Lord Chamberlain of the Household
- In office 8 July 1846 – 5 September 1848
- Monarch: Victoria
- Prime Minister: Lord John Russell
- Preceded by: The Earl De La Warr
- Succeeded by: The Marquess of Breadalbane

Lord Steward of the Household
- In office 10 January 1854 – 23 November 1857
- Monarch: Victoria
- Prime Minister: The Earl of Aberdeen The Viscount Palmerston
- Preceded by: The Duke of Norfolk
- Succeeded by: The Earl of St Germans

Personal details
- Born: 14 April 1798 Admiralty Building Whitehall, London, England
- Died: 27 December 1857 (aged 59) Althorp, Brington, Northamptonshire, England
- Party: Whig
- Spouses: ; Georgiana Poyntz ​ ​(m. 1830; died 1851)​ ; Adelaide Horatia Seymour ​ ​(m. 1854)​
- Children: Lady Georgiana Spencer John Spencer, 5th Earl Spencer Lady Sarah Spencer Lady Victoria Mansfield Charles Spencer, 6th Earl Spencer
- Parent(s): George Spencer, 2nd Earl Spencer Lady Lavinia Bingham
- Alma mater: Eton College

Military service
- Allegiance: United Kingdom
- Branch/service: Royal Navy
- Years of service: 1811–1831
- Rank: midshipman (navy) post-captain (navy)
- Commands: HMS Talbot HMS Alacrity
- Battles/wars: Napoleonic Wars; Greek War of Independence Battle of Navarino; Morea Expedition; ; War of the Second Coalition Battle of the Nile; ;

= Frederick Spencer, 4th Earl Spencer =

British vice-admiral and politician (1798–1857)

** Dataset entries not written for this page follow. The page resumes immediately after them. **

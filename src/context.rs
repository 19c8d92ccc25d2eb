//! Per-operation context.
//!
//! Carries the orchestrator's cancellation signal and an optional wall-clock
//! deadline. Every blocking wait in the provider is bounded by both.

use std::time::Duration;

use tokio::time::Instant;
use tokio_util::sync::{CancellationToken, WaitForCancellationFuture};

/// Stand-in for timeouts too large to represent as an instant.
const FAR_FUTURE: Duration = Duration::from_secs(100 * 365 * 24 * 3600);

/// Cancellation signal plus optional deadline for one resource operation.
#[derive(Debug, Clone, Default)]
pub struct OperationContext {
    cancel: CancellationToken,
    deadline: Option<Instant>,
}

impl OperationContext {
    /// Creates a context without deadline.
    #[must_use]
    pub fn new() -> Self {
        Self::default()
    }

    /// Creates a context driven by an existing cancellation token.
    #[must_use]
    pub const fn with_cancellation(cancel: CancellationToken) -> Self {
        Self {
            cancel,
            deadline: None,
        }
    }

    /// Returns a copy whose deadline is at most `timeout` from now.
    #[must_use]
    pub fn with_timeout(&self, timeout: Duration) -> Self {
        Self {
            cancel: self.cancel.clone(),
            deadline: Some(self.deadline_within(timeout)),
        }
    }

    /// Returns a child context: cancelling it does not cancel `self`.
    #[must_use]
    pub fn child(&self) -> Self {
        Self {
            cancel: self.cancel.child_token(),
            deadline: self.deadline,
        }
    }

    /// Returns the context deadline, if any.
    #[must_use]
    pub const fn deadline(&self) -> Option<Instant> {
        self.deadline
    }

    /// Returns `min(now + timeout, deadline)`.
    #[must_use]
    pub fn deadline_within(&self, timeout: Duration) -> Instant {
        let now = Instant::now();
        let bound = now
            .checked_add(timeout)
            .or_else(|| now.checked_add(FAR_FUTURE))
            .unwrap_or(now);
        self.deadline.map_or(bound, |deadline| deadline.min(bound))
    }

    /// Returns the time left before the deadline, if one is set.
    #[must_use]
    pub fn remaining(&self) -> Option<Duration> {
        self.deadline
            .map(|deadline| deadline.saturating_duration_since(Instant::now()))
    }

    /// Cancels the operation.
    pub fn cancel(&self) {
        self.cancel.cancel();
    }

    /// Returns true once the operation has been cancelled.
    #[must_use]
    pub fn is_cancelled(&self) -> bool {
        self.cancel.is_cancelled()
    }

    /// Completes when the operation is cancelled.
    pub fn cancelled(&self) -> WaitForCancellationFuture<'_> {
        self.cancel.cancelled()
    }
}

Vice-Admiral Frederick Spencer, 4th Earl Spencer, KG, CB, PC (14 April 1798 – 27 December 1857), styled The Honourable Frederick Spencer until 1845, was a British naval commander, courtier, and Whig politician. He initially served in the Royal Navy and fought in the Napoleonic Wars and the Greek War of Independence, eventually rising to the rank of Vice-Admiral. He succeeded his elder brother as Earl Spencer in 1845 and held political office as Lord Chamberlain of the Household between 1846 and 1848 and as Lord Steward of the Household between 1854 and 1857. In 1849, he was made a Knight of the Garter.

==Early life==
Spencer was born on 14 April 1798 at the Admiralty Building, London, and was baptised in St Martin-in-the-Fields. He was the fifth child born to George Spencer, 2nd Earl Spencer, and Lady Lavinia Bingham. Among his siblings was older brothers John Spencer, 3rd Earl Spencer (whose wife died in childbirth) and Sir Robert Cavendish Spencer, who died unmarried at sea. His older sister Lady Sarah Spencer was the wife of William Lyttelton, 3rd Baron Lyttelton.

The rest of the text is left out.